5 files changed, 97 insertions, 1 deletions

diff --git a/src/main/java/com/gitblit/manager/AuthenticationManager.java b/src/main/java/com/gitblit/manager/AuthenticationManager.java
index cbf0a1bd..38e45a6f 100644
--- a/src/main/java/com/gitblit/manager/AuthenticationManager.java
+++ b/src/main/java/com/gitblit/manager/AuthenticationManager.java
@@ -374,6 +374,35 @@ public class AuthenticationManager implements IAuthenticationManager {
 
 
 	/**
+	 * Return the UserModel for already authenticated user.
+	 *
+	 * This implementation assumes that the authentication has already take place
+	 * (e.g.

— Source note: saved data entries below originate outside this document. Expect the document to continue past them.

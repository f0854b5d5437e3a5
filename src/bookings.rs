//! Bookings
//!
//! The booking lifecycle: a reservation starts out `pending`, an
//! administrator relabels it `confirmed` or `cancelled`, and the set of
//! bookings is partitioned into upcoming/past/cancelled for display.

use chrono::NaiveDate;
use chrono::naive::NaiveDateTime;
use serde::Deserialize;
use serde::Serialize;
use uuid::Uuid;

/// Lifecycle status of a booking
///
/// New bookings are `pending`. Administrators may set any status to any
/// other status; the label set itself is the only guard.
#[derive(Clone, Copy, Debug, Eq, PartialEq, Deserialize, Serialize)]
#[serde(rename_all = "kebab-case")]
pub enum BookingStatus {
    /// Awaiting confirmation by an administrator
    Pending,

    /// Confirmed by an administrator
    Confirmed,

    /// Cancelled by an administrator
    Cancelled,
}

/// A reservation of one destination on one calendar date
#[derive(Clone, Debug)]
pub struct Booking {
    /// Booking ID
    pub id: Uuid,

    /// The user that made the booking
    pub user_id: Uuid,

    /// The destination the booking is for
    ///
    /// Destinations can be deleted while bookings stay; resolve with care.
    pub destination_id: Uuid,

    /// The calendar date of the tour
    pub booking_date: NaiveDate,

    /// The time slot, copied from the destination at booking time
    ///
    /// A snapshot, not a live join: later edits to the destination's slot
    /// leave this value untouched.
    pub time_slot: String,

    /// Lifecycle status
    pub status: BookingStatus,

    /// Creation date
    pub created_at: NaiveDateTime,
}

/// Bookings grouped for display
///
/// The groups are disjoint and together cover every booking passed to
/// [`partition`].
#[derive(Debug, Default)]
pub struct TripPartition {
    /// Not cancelled, dated today or later
    pub upcoming: Vec<Booking>,

    /// Not cancelled, dated before today
    pub past: Vec<Booking>,

    /// Cancelled, regardless of date
    pub cancelled: Vec<Booking>,
}

/// Partition bookings into upcoming/past/cancelled
///
/// Cancelled wins over the date check, so a cancelled booking never shows
/// up as upcoming or past. The date boundary is inclusive: a booking dated
/// `today` is upcoming.
pub fn partition(bookings: Vec<Booking>, today: NaiveDate) -> TripPartition {
    let mut trips = TripPartition::default();

    for booking in bookings {
        if booking.status == BookingStatus::Cancelled {
            trips.cancelled.push(booking);
        } else if booking.booking_date >= today {
            trips.upcoming.push(booking);
        } else {
            trips.past.push(booking);
        }
    }

    trips
}

#[cfg(test)]
mod tests {
    use chrono::Days;
    use chrono::Utc;

    use super::*;

    fn booking(booking_date: NaiveDate, status: BookingStatus) -> Booking {
        Booking {
            id: Uuid::new_v4(),
            user_id: Uuid::new_v4(),
            destination_id: Uuid::new_v4(),
            booking_date,
            time_slot: "9:00 AM - 10:30 AM".to_string(),
            status,
            created_at: Utc::now().naive_utc(),
        }
    }

    #[test]
    fn test_partition_is_disjoint_and_exhaustive() {
        let today = Utc::now().date_naive();
        let tomorrow = today.checked_add_days(Days::new(1)).unwrap();
        let yesterday = today.checked_sub_days(Days::new(1)).unwrap();

        let bookings = vec![
            booking(tomorrow, BookingStatus::Pending),
            booking(tomorrow, BookingStatus::Confirmed),
            booking(yesterday, BookingStatus::Confirmed),
            booking(yesterday, BookingStatus::Pending),
            booking(tomorrow, BookingStatus::Cancelled),
            booking(yesterday, BookingStatus::Cancelled),
        ];

        let count = bookings.len();
        let trips = partition(bookings, today);

        assert_eq!(2, trips.upcoming.len());
        assert_eq!(2, trips.past.len());
        assert_eq!(2, trips.cancelled.len());
        assert_eq!(
            count,
            trips.upcoming.len() + trips.past.len() + trips.cancelled.len()
        );
    }

    #[test]
    fn test_partition_boundary_today_is_upcoming() {
        let today = Utc::now().date_naive();

        let trips = partition(vec![booking(today, BookingStatus::Pending)], today);

        assert_eq!(1, trips.upcoming.len());
        assert!(trips.past.is_empty());
    }

    #[test]
    fn test_partition_cancelled_wins_over_date() {
        let today = Utc::now().date_naive();
        let tomorrow = today.checked_add_days(Days::new(1)).unwrap();
        let yesterday = today.checked_sub_days(Days::new(1)).unwrap();

        let trips = partition(
            vec![
                booking(tomorrow, BookingStatus::Cancelled),
                booking(yesterday, BookingStatus::Cancelled),
            ],
            today,
        );

        assert!(trips.upcoming.is_empty());
        assert!(trips.past.is_empty());
        assert_eq!(2, trips.cancelled.len());
    }
}
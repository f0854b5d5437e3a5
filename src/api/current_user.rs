//! Current user service
//!
//! Get the current user from the request based on the Authorization header

use std::marker::PhantomData;
use std::ops::Deref;
use std::sync::Arc;

use axum::Extension;
use axum::RequestPartsExt;
use axum::extract::FromRequestParts;
use axum::http::request::Parts;
use axum_extra::TypedHeader;
use axum_extra::headers::Authorization;
use axum_extra::headers::authorization::Bearer;
use jsonwebtoken::DecodingKey;
use jsonwebtoken::EncodingKey;
use serde::Deserialize;
use serde::Serialize;
use uuid::Uuid;

use crate::api::Error;
use crate::storage::Storage;
use crate::users::User;

/// The keys used for encoding/decoding JWT tokens
#[derive(Clone)]
pub struct JwtKeys {
    /// The encoding key
    encoding: EncodingKey,

    /// The decoding key
    decoding: DecodingKey,
}

impl JwtKeys {
    /// Create new encoding/decoding keys, derived from a secret
    pub fn new(secret: &[u8]) -> Self {
        Self {
            encoding: EncodingKey::from_secret(secret),
            decoding: DecodingKey::from_secret(secret),
        }
    }
}

/// The JWT claims to identifies a user
#[derive(Debug, Deserialize, Serialize)]
struct Claims {
    /// The user ID
    sub: Uuid,

    /// In how many seconds does the token expire
    exp: i64,

    /// A sessions ID, used to expire/invalidate tokens before the expiration date
    jti: Uuid,
}

/// Token information served to the user
#[derive(Debug, Serialize)]
pub struct Token {
    /// Type of the token: Bearer
    #[allow(clippy::struct_field_names)] // `type` is a reserved keyword
    token_type: String,

    /// In how many seconds does the token expire
    expires_in: i64,

    /// The access token to provide to follow up requests in the Authorization header
    #[allow(clippy::struct_field_names)] // `access_token` is the name of the field
    access_token: String,
}

impl Token {
    /// Create a new token response
    fn new(access_token: String, expires_in: i64) -> Self {
        Self {
            token_type: "Bearer".to_string(),
            expires_in,
            access_token,
        }
    }
}

/// Current user service
pub struct CurrentUser<S: Storage> {
    /// The actual user
    user: Arc<User>,

    /// The storage flavor the user was loaded from
    _storage: PhantomData<S>,
}

impl<S: Storage> CurrentUser<S> {
    /// Create the current user from a user
    fn new(user: User) -> Self {
        Self {
            user: Arc::new(user),
            _storage: PhantomData,
        }
    }
}

impl<S: Storage> Clone for CurrentUser<S> {
    fn clone(&self) -> Self {
        Self {
            user: Arc::clone(&self.user),
            _storage: PhantomData,
        }
    }
}

impl<S: Storage> Deref for CurrentUser<S> {
    type Target = User;

    fn deref(&self) -> &Self::Target {
        &self.user
    }
}

/// Generate a token for the outside world for a given user
pub fn generate_token(jwt_keys: &JwtKeys, user: &User) -> Result<Token, Error> {
    use jsonwebtoken::Header;
    use jsonwebtoken::encode;

    let expires_in = 3600; // valid for an hour
    let claims = Claims {
        sub: user.id,
        exp: chrono::Utc::now().timestamp() + expires_in,
        jti: user.session_id,
    };

    let access_token = encode(&Header::default(), &claims, &jwt_keys.encoding)
        .map_err(Error::internal_server_error)?;

    Ok(Token::new(access_token, expires_in))
}

impl<B, S> FromRequestParts<B> for CurrentUser<S>
where
    B: Send + Sync,
    S: Storage,
{
    type Rejection = Error;

    async fn from_request_parts(parts: &mut Parts, state: &B) -> Result<Self, Self::Rejection> {
        use jsonwebtoken::Validation;
        use jsonwebtoken::decode;

        // Extract the token from the authorization header
        let TypedHeader(Authorization(bearer)) =
            TypedHeader::<Authorization<Bearer>>::from_request_parts(parts, state)
                .await
                .map_err(|_| Error::unauthorized("Missing API token"))?;

        let Extension(jwt_keys) = parts
            .extract::<Extension<JwtKeys>>()
            .await
            .map_err(|_| Error::internal_server_error("Could not get JWT keys"))?;

        let Extension(storage) = parts
            .extract::<Extension<S>>()
            .await
            .map_err(|_| Error::internal_server_error("Could not get a storage pool"))?;

        let validation = Validation::default();

        // Decode the user data
        let token_data = decode::<Claims>(bearer.token(), &jwt_keys.decoding, &validation)
            .map_err(|err| Error::unauthorized(format!("Invalid token: {err}")))?;

        let claims = token_data.claims;

        let id = claims.sub;

        let user = storage
            .find_single_user_by_id(&id)
            .await
            .map_err(|_| Error::unauthorized("Could not find user"))?;

        if let Some(user) = user {
            // mechanism to invalidate JWT tokens
            if claims.jti != user.session_id {
                return Err(Error::unauthorized("Token expired"));
            }

            Ok(CurrentUser::new(user))
        } else {
            Err(Error::unauthorized("Could not find user"))
        }
    }
}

SSHDaemon) and that this is a validation/verification of the user.
+	 *
+	 * @param username
+	 * @return a user object or null
+	 */
+	@Override
+	public UserModel authenticate(String username) {
+		if (username != null) {
+			if (!StringUtils.isEmpty(username)) {
+				UserModel user = userManager.getUserModel(username);
+				if (user != null) {
+					// existing user
+					logger.debug(MessageFormat.format("{0} authenticated externally", user.username));
+					return validateAuthentication(user, AuthenticationType.CONTAINER);
+				}
+				logger.warn(MessageFormat.format("Failed to find UserModel for {0} during external authentication",
+							username));
+			}
+		} else {
+			logger.warn("Empty user passed to AuthenticationManager.authenticate!");
+		}
+		return null;
+	}
+
+
+	/**
 	 * This method allows the authentication manager to reject authentication
 	 * attempts.  It is called after the username/secret have been verified to
 	 * ensure that the authentication technique has been logged.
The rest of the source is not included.